- Born: 1824
- Died: 21 November 1882 (aged 57–58)
- Allegiance: United Kingdom
- Branch: East India Company
- Rank: Major-general
- Spouse: Anna Grimes Stacey

= Banastyre Pryce Lloyd =

Major-General Banastyre Pryce Lloyd (1824 – 21 November 1882) was a British officer, linguist and civil servant.

==Biography==
Lloyd was the son of Llewelyn Lloyd, younger brother to Edward Lloyd, 1st Baron Mostyn, and of Jane Falkner. He was a cousin of William H. C. Lloyd, Archdeacon of Durban.

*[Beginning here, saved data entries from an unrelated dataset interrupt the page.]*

//! # mindmirror-core
//!
//! Core library for mindmirror - insights over a personal journal.
//!
//! This library provides:
//! - Entry analysis (emotions, concerns, summary, tips) through a
//!   rate-limited, retrying generative API client
//! - Anomaly detection over daily mood and word-count series
//! - Per-user clustering of entries into labelled themes
//! - Milestone coaching insights
//! - Configuration management and logging infrastructure
//!
//! ## Architecture
//!
//! Every remote call goes through one shared
//! [`RateLimitedGate`](llm::RateLimitedGate), so all callers in a process
//! draw from the same request and token budgets. Remote failures never
//! escape the analysis layer; callers get a fallback record instead.
//!
//! ## Example
//!
//! ```rust,no_run
//! use mindmirror_core::analysis::JournalAnalysisAssembler;
//! use mindmirror_core::llm::{RateLimitedGate, ResilientApiInvoker};
//! use mindmirror_core::Config;
//! use std::sync::Arc;
//!
//! let config = Config::load().expect("failed to load config");
//! let gate = Arc::new(RateLimitedGate::from_config(&config.rate_limit));
//! let invoker = ResilientApiInvoker::from_config(&config, gate).expect("failed to build client");
//!
//! let record = JournalAnalysisAssembler::new(Arc::new(invoker)).analyze("Slept well, busy day.");
//! println!("mood {}", record.mood_score());
//! ```

// Re-export commonly used items at the crate root
pub use analysis::{JournalAnalysisAssembler, MilestoneInsightsAssembler, MoodScorer};
pub use anomaly::AnomalyDetector;
pub use clustering::ClusterManager;
pub use config::Config;
pub use error::{Error, Result};
pub use llm::{RateLimitedGate, ResilientApiInvoker};
pub use types::*;

// Public modules
pub mod analysis;
pub mod anomaly;
pub mod clustering;
pub mod config;
pub mod embedding;
pub mod error;
pub mod format;
pub mod llm;
pub mod logging;
pub mod pos;
pub mod types;
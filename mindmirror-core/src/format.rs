//! Text formatting helpers shared across components.

/// Marker appended when text is cut short.
pub const ELLIPSIS: &str = "...";

/// Truncate `text` to at most `max_chars` characters, appending `...` when
/// anything was cut. Counts chars, not bytes, so multi-byte text is safe.
pub fn truncate_with_ellipsis(text: &str, max_chars: usize) -> String {
    match text.char_indices().nth(max_chars) {
        Some((byte_idx, _)) => format!("{}{}", &text[..byte_idx], ELLIPSIS),
        None => text.to_string(),
    }
}

/// Short single-line preview of a payload for log fields.
pub fn log_preview(text: &str, max_chars: usize) -> String {
    truncate_with_ellipsis(&text.replace('\n', " "), max_chars)
}

#[cfg(test)]
mod tests {
    use super::*;

    #[test]
    fn short_text_is_unchanged() {
        assert_eq!(truncate_with_ellipsis("hello", 150), "hello");
        assert_eq!(truncate_with_ellipsis("", 3), "");
    }

    #[test]
    fn long_text_is_cut_at_char_boundary() {
        let text = "é".repeat(200);
        let cut = truncate_with_ellipsis(&text, 150);
        assert_eq!(cut.chars().count(), 153);
        assert!(cut.ends_with("..."));
    }

    #[test]
    fn exact_length_is_not_marked() {
        let text = "a".repeat(150);
        assert_eq!(truncate_with_ellipsis(&text, 150), text);
    }

    #[test]
    fn preview_flattens_newlines() {
        assert_eq!(log_preview("a\nb", 10), "a b");
    }
}
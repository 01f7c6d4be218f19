//! Seeded k-means with k-means++ initialisation and restarts.

use crate::error::{Error, Result};
use rand::rngs::StdRng;
use rand::{Rng, SeedableRng};
use serde::{Deserialize, Serialize};

#[derive(Debug, Clone, Copy, PartialEq)]
pub struct KMeansParams {
    pub n_clusters: usize,
    /// Independent initialisations; the lowest inertia wins
    pub n_init: usize,
    pub max_iter: usize,
    /// Convergence tolerance, relative to the mean per-feature variance
    pub tol: f64,
    pub seed: u64,
}

impl KMeansParams {
    pub fn new(n_clusters: usize) -> Self {
        Self {
            n_clusters,
            n_init: 10,
            max_iter: 300,
            tol: 1e-4,
            seed: 42,
        }
    }
}

/// A fitted clustering over fixed-dimension vectors.
#[derive(Debug, Clone, PartialEq, Serialize, Deserialize)]
pub struct KMeansModel {
    pub centroids: Vec<Vec<f32>>,
    /// Cluster id per training vector
    pub labels: Vec<usize>,
    pub n_clusters: usize,
    /// Sum of squared distances to the assigned centroids
    pub inertia: f64,
}

impl KMeansModel {
    pub fn dimension(&self) -> usize {
        self.centroids.first().map(Vec::len).unwrap_or(0)
    }

    /// Nearest-centroid id for each vector.
    pub fn predict(&self, data: &[Vec<f32>]) -> Result<Vec<usize>> {
        let dim = self.dimension();
        if let Some(bad) = data.iter().find(|v| v.len() != dim) {
            return Err(Error::Clustering(format!(
                "vector dimension {} does not match model dimension {dim}",
                bad.len()
            )));
        }
        let centroids = to_f64(&self.centroids);
        Ok(data
            .iter()
            .map(|v| nearest(&to_f64_row(v), &centroids).0)
            .collect())
    }
}

/// Fit `params.n_clusters` clusters to `data`.
pub fn fit(data: &[Vec<f32>], params: &KMeansParams) -> Result<KMeansModel> {
    let n = data.len();
    let k = params.n_clusters;
    if n == 0 {
        return Err(Error::Clustering("no vectors to cluster".to_string()));
    }
    if k == 0 || k > n {
        return Err(Error::Clustering(format!(
            "cannot form {k} clusters from {n} vectors"
        )));
    }
    let dim = data[0].len();
    if dim == 0 || data.iter().any(|v| v.len() != dim) {
        return Err(Error::Clustering(
            "vectors must share a non-zero dimension".to_string(),
        ));
    }

    let points = to_f64(data);
    let tol = params.tol * mean_variance(&points);
    let mut rng = StdRng::seed_from_u64(params.seed);

    let mut best: Option<Run> = None;
    for init in 0..params.n_init.max(1) {
        let run = lloyd(&points, init_plus_plus(&points, k, &mut rng), params.max_iter, tol);
        tracing::debug!(init, inertia = run.inertia, iterations = run.iterations, "k-means run");
        if best.as_ref().map_or(true, |b| run.inertia < b.inertia) {
            best = Some(run);
        }
    }

    let best = best.ok_or_else(|| Error::Clustering("k-means produced no run".to_string()))?;
    Ok(KMeansModel {
        centroids: best
            .centroids
            .iter()
            .map(|c| c.iter().map(|&x| x as f32).collect())
            .collect(),
        labels: best.labels,
        n_clusters: k,
        inertia: best.inertia,
    })
}

struct Run {
    centroids: Vec<Vec<f64>>,
    labels: Vec<usize>,
    inertia: f64,
    iterations: usize,
}

fn init_plus_plus(points: &[Vec<f64>], k: usize, rng: &mut StdRng) -> Vec<Vec<f64>> {
    let n = points.len();
    let mut centroids = Vec::with_capacity(k);
    centroids.push(points[rng.gen_range(0..n)].clone());

    let mut closest: Vec<f64> = points.iter().map(|p| sq_dist(p, &centroids[0])).collect();
    while centroids.len() < k {
        let total: f64 = closest.iter().sum();
        let chosen = if total > 0.0 {
            let mut target = rng.gen::<f64>() * total;
            let mut idx = n - 1;
            for (i, d) in closest.iter().enumerate() {
                if target < *d {
                    idx = i;
                    break;
                }
                target -= d;
            }
            idx
        } else {
            rng.gen_range(0..n)
        };

        let centroid = points[chosen].clone();
        for (d, p) in closest.iter_mut().zip(points) {
            *d = d.min(sq_dist(p, &centroid));
        }
        centroids.push(centroid);
    }
    centroids
}

fn lloyd(points: &[Vec<f64>], mut centroids: Vec<Vec<f64>>, max_iter: usize, tol: f64) -> Run {
    let k = centroids.len();
    let dim = points[0].len();
    let mut labels = vec![usize::MAX; points.len()];
    let mut iterations = 0;

    for _ in 0..max_iter.max(1) {
        iterations += 1;
        let mut changed = false;
        for (label, p) in labels.iter_mut().zip(points) {
            let (nearest_id, _) = nearest(p, &centroids);
            if *label != nearest_id {
                *label = nearest_id;
                changed = true;
            }
        }

        let mut sums = vec![vec![0.0; dim]; k];
        let mut counts = vec![0usize; k];
        for (p, &label) in points.iter().zip(&labels) {
            counts[label] += 1;
            for (s, x) in sums[label].iter_mut().zip(p) {
                *s += x;
            }
        }

        let mut shift = 0.0;
        for c in 0..k {
            let updated = if counts[c] > 0 {
                sums[c].iter().map(|s| s / counts[c] as f64).collect()
            } else {
                // Re-seed an empty cluster at the point worst served by its centroid.
                let far = farthest_point(points, &labels, &centroids);
                points[far].clone()
            };
            shift += sq_dist(&centroids[c], &updated);
            centroids[c] = updated;
        }

        if !changed || shift <= tol {
            break;
        }
    }

    let mut inertia = 0.0;
    for (label, p) in labels.iter_mut().zip(points) {
        let (id, d) = nearest(p, &centroids);
        *label = id;
        inertia += d;
    }

    Run {
        centroids,
        labels,
        inertia,
        iterations,
    }
}

fn farthest_point(points: &[Vec<f64>], labels: &[usize], centroids: &[Vec<f64>]) -> usize {
    points
        .iter()
        .zip(labels)
        .map(|(p, &l)| sq_dist(p, &centroids[l]))
        .enumerate()
        .fold((0, f64::MIN), |best, (i, d)| if d > best.1 { (i, d) } else { best })
        .0
}

/// Index of, and squared distance to, the closest centroid (lowest index on ties).
fn nearest(point: &[f64], centroids: &[Vec<f64>]) -> (usize, f64) {
    centroids
        .iter()
        .map(|c| sq_dist(point, c))
        .enumerate()
        .fold((0, f64::INFINITY), |best, (i, d)| if d < best.1 { (i, d) } else { best })
}

fn sq_dist(a: &[f64], b: &[f64]) -> f64 {
    a.iter().zip(b).map(|(x, y)| (x - y) * (x - y)).sum()
}

fn mean_variance(points: &[Vec<f64>]) -> f64 {
    let n = points.len() as f64;
    let dim = points[0].len();
    let mut total = 0.0;
    for j in 0..dim {
        let mean = points.iter().map(|p| p[j]).sum::<f64>() / n;
        total += points.iter().map(|p| (p[j] - mean).powi(2)).sum::<f64>() / n;
    }
    total / dim as f64
}

fn to_f64(data: &[Vec<f32>]) -> Vec<Vec<f64>> {
    data.iter().map(|v| to_f64_row(v)).collect()
}

fn to_f64_row(v: &[f32]) -> Vec<f64> {
    v.iter().map(|&x| f64::from(x)).collect()
}
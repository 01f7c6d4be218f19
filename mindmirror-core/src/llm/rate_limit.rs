//! Dual sliding-window quota for outbound generative calls.
//!
//! One [`RateLimitedGate`] exists per credential and is shared (via `Arc`)
//! by every invoker. [`RateLimitedGate::acquire`] blocks the calling thread
//! until both the request window and the token window have headroom.
//!
//! # Algorithm
//!
//! - **Requests:** timestamps of admitted calls are kept in a queue; entries
//!   older than the window are expired on every check. A call is admitted
//!   when fewer than `requests_per_window` timestamps remain.
//! - **Tokens:** a running counter that resets once the window length has
//!   passed since it was last reset. A call is admitted when its estimate
//!   fits in what is left.
//!
//! Waiting always happens with the lock released; the waiter re-locks and
//! re-validates on wake because other threads may have taken the freed
//! capacity. Admission order across waiters is not FIFO.

use crate::config::RateLimitConfig;
use std::collections::VecDeque;
use std::sync::{Mutex, MutexGuard, PoisonError};
use std::time::{Duration, Instant};

/// Extra sleep past the computed expiry so the re-check observes it.
const WAKE_SLACK: Duration = Duration::from_millis(10);

/// Quota limits for one credential.
#[derive(Debug, Clone, Copy, PartialEq, Eq)]
pub struct RateLimits {
    pub requests_per_window: usize,
    pub tokens_per_window: u64,
    pub window: Duration,
}

impl RateLimits {
    pub fn from_config(config: &RateLimitConfig) -> Self {
        Self {
            requests_per_window: config.requests_per_minute.max(1),
            tokens_per_window: config.tokens_per_minute.max(1),
            window: Duration::from_secs(config.window_secs.max(1)),
        }
    }
}

/// Point-in-time view of the gate's counters.
#[derive(Debug, Clone, Copy, PartialEq, Eq)]
pub struct GateSnapshot {
    /// Request timestamps still inside the window
    pub requests_in_window: usize,
    /// Tokens charged to the current token window
    pub tokens_in_window: u64,
    /// Calls admitted since the gate was created
    pub total_admitted: u64,
}

#[derive(Debug)]
struct RateWindow {
    requests: VecDeque<Instant>,
    tokens_in_window: u64,
    token_window_start: Instant,
    total_admitted: u64,
}

impl RateWindow {
    fn expire_requests(&mut self, now: Instant, window: Duration) {
        while let Some(&oldest) = self.requests.front() {
            if now.saturating_duration_since(oldest) >= window {
                self.requests.pop_front();
            } else {
                break;
            }
        }
    }
}

/// Blocking admission gate enforcing requests-per-window and tokens-per-window.
#[derive(Debug)]
pub struct RateLimitedGate {
    limits: RateLimits,
    state: Mutex<RateWindow>,
}

impl RateLimitedGate {
    pub fn new(limits: RateLimits) -> Self {
        tracing::info!(
            requests_per_window = limits.requests_per_window,
            tokens_per_window = limits.tokens_per_window,
            window_secs = limits.window.as_secs_f64(),
            "Rate gate initialized"
        );
        Self {
            limits,
            state: Mutex::new(RateWindow {
                requests: VecDeque::with_capacity(limits.requests_per_window.min(1024)),
                tokens_in_window: 0,
                token_window_start: Instant::now(),
                total_admitted: 0,
            }),
        }
    }

    pub fn from_config(config: &RateLimitConfig) -> Self {
        Self::new(RateLimits::from_config(config))
    }

    pub fn limits(&self) -> RateLimits {
        self.limits
    }

    /// Block until one call costing `estimated_tokens` may proceed.
    ///
    /// Estimates above the per-window token limit are clamped to the limit:
    /// such a call waits for a fresh window and then consumes all of it,
    /// instead of waiting forever.
    pub fn acquire(&self, estimated_tokens: u64) {
        let tokens = if estimated_tokens > self.limits.tokens_per_window {
            tracing::warn!(
                estimated_tokens,
                limit = self.limits.tokens_per_window,
                "Token estimate exceeds per-window limit, clamping"
            );
            self.limits.tokens_per_window
        } else {
            estimated_tokens
        };

        self.admit_request();
        self.admit_tokens(tokens);
    }

    pub fn snapshot(&self) -> GateSnapshot {
        let mut window = self.lock();
        window.expire_requests(Instant::now(), self.limits.window);
        GateSnapshot {
            requests_in_window: window.requests.len(),
            tokens_in_window: window.tokens_in_window,
            total_admitted: window.total_admitted,
        }
    }

    fn admit_request(&self) {
        loop {
            let wait = {
                let mut window = self.lock();
                let now = Instant::now();
                window.expire_requests(now, self.limits.window);

                if window.requests.len() < self.limits.requests_per_window {
                    window.requests.push_back(now);
                    return;
                }

                let oldest = window.requests.front().copied().unwrap_or(now);
                (oldest + self.limits.window).saturating_duration_since(now) + WAKE_SLACK
            };

            tracing::warn!(
                wait_ms = wait.as_millis() as u64,
                limit = self.limits.requests_per_window,
                "Request quota reached, waiting"
            );
            std::thread::sleep(wait);
        }
    }

    fn admit_tokens(&self, tokens: u64) {
        loop {
            let wait = {
                let mut window = self.lock();
                let now = Instant::now();

                if now.saturating_duration_since(window.token_window_start) >= self.limits.window {
                    window.tokens_in_window = 0;
                    window.token_window_start = now;
                }

                if window.tokens_in_window.saturating_add(tokens) <= self.limits.tokens_per_window {
                    window.tokens_in_window += tokens;
                    window.total_admitted += 1;
                    tracing::debug!(
                        requests_in_window = window.requests.len(),
                        tokens_in_window = window.tokens_in_window,
                        "Call admitted"
                    );
                    return;
                }

                (window.token_window_start + self.limits.window).saturating_duration_since(now)
                    + WAKE_SLACK
            };

            tracing::warn!(
                wait_ms = wait.as_millis() as u64,
                tokens,
                limit = self.limits.tokens_per_window,
                "Token quota reached, waiting"
            );
            std::thread::sleep(wait);
        }
    }

    fn lock(&self) -> MutexGuard<'_, RateWindow> {
        // Counters stay consistent even if a holder panicked mid-update.
        self.state.lock().unwrap_or_else(PoisonError::into_inner)
    }
}

#[cfg(test)]
mod tests {
    use super::*;
    use std::sync::Arc;

    fn limits(requests: usize, tokens: u64, window_ms: u64) -> RateLimits {
        RateLimits {
            requests_per_window: requests,
            tokens_per_window: tokens,
            window: Duration::from_millis(window_ms),
        }
    }

    #[test]
    fn admits_immediately_under_limit() {
        let gate = RateLimitedGate::new(limits(5, 1_000, 60_000));
        let start = Instant::now();
        for _ in 0..5 {
            gate.acquire(10);
        }
        assert!(start.elapsed() < Duration::from_secs(1));

        let snap = gate.snapshot();
        assert_eq!(snap.requests_in_window, 5);
        assert_eq!(snap.tokens_in_window, 50);
        assert_eq!(snap.total_admitted, 5);
    }

    #[test]
    fn request_over_limit_waits_for_window() {
        let window = Duration::from_millis(200);
        let gate = RateLimitedGate::new(limits(3, 1_000_000, 200));
        let start = Instant::now();
        for _ in 0..4 {
            gate.acquire(1);
        }
        assert!(start.elapsed() >= window);
        assert_eq!(gate.snapshot().total_admitted, 4);
    }

    #[test]
    fn token_over_limit_waits_for_reset() {
        let start = Instant::now();
        let gate = RateLimitedGate::new(limits(100, 100, 200));
        gate.acquire(80);
        gate.acquire(80);
        assert!(start.elapsed() >= Duration::from_millis(200));
        assert_eq!(gate.snapshot().tokens_in_window, 80);
    }

    #[test]
    fn oversized_estimate_is_clamped() {
        let gate = RateLimitedGate::new(limits(10, 100, 60_000));
        let start = Instant::now();
        gate.acquire(5_000);
        assert!(start.elapsed() < Duration::from_secs(1));
        assert_eq!(gate.snapshot().tokens_in_window, 100);
    }

    #[test]
    fn concurrent_callers_respect_request_quota() {
        let gate = Arc::new(RateLimitedGate::new(limits(5, 1_000_000, 300)));
        let start = Instant::now();

        let handles: Vec<_> = (0..8)
            .map(|_| {
                let gate = Arc::clone(&gate);
                std::thread::spawn(move || gate.acquire(1))
            })
            .collect();
        for handle in handles {
            handle.join().unwrap();
        }

        assert!(start.elapsed() >= Duration::from_millis(300));
        let snap = gate.snapshot();
        assert_eq!(snap.total_admitted, 8);
        assert!(snap.requests_in_window <= 5);
    }
}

He received a commission in the East India Company and participated in several campaigns including the Gwalior Campaign. In 1846 he was civil commissioner of an Indian district and was there at the time of the Indian Mutiny. After being made a lieutenant-colonel he left India for Natal, South Africa to escape the unhealthy climate.

Lloyd's knowledge of Hindustani made him invaluable to the colonial government who were responsible for a large minority of Indian immigrants. By 1872 he was Protector of Indian Immigrants under Law. In 1874 he was acting Colonial Secretary of Natal and was given a seat on the Natal Legislative Council. He was promoted to the rank of major-general in 1875.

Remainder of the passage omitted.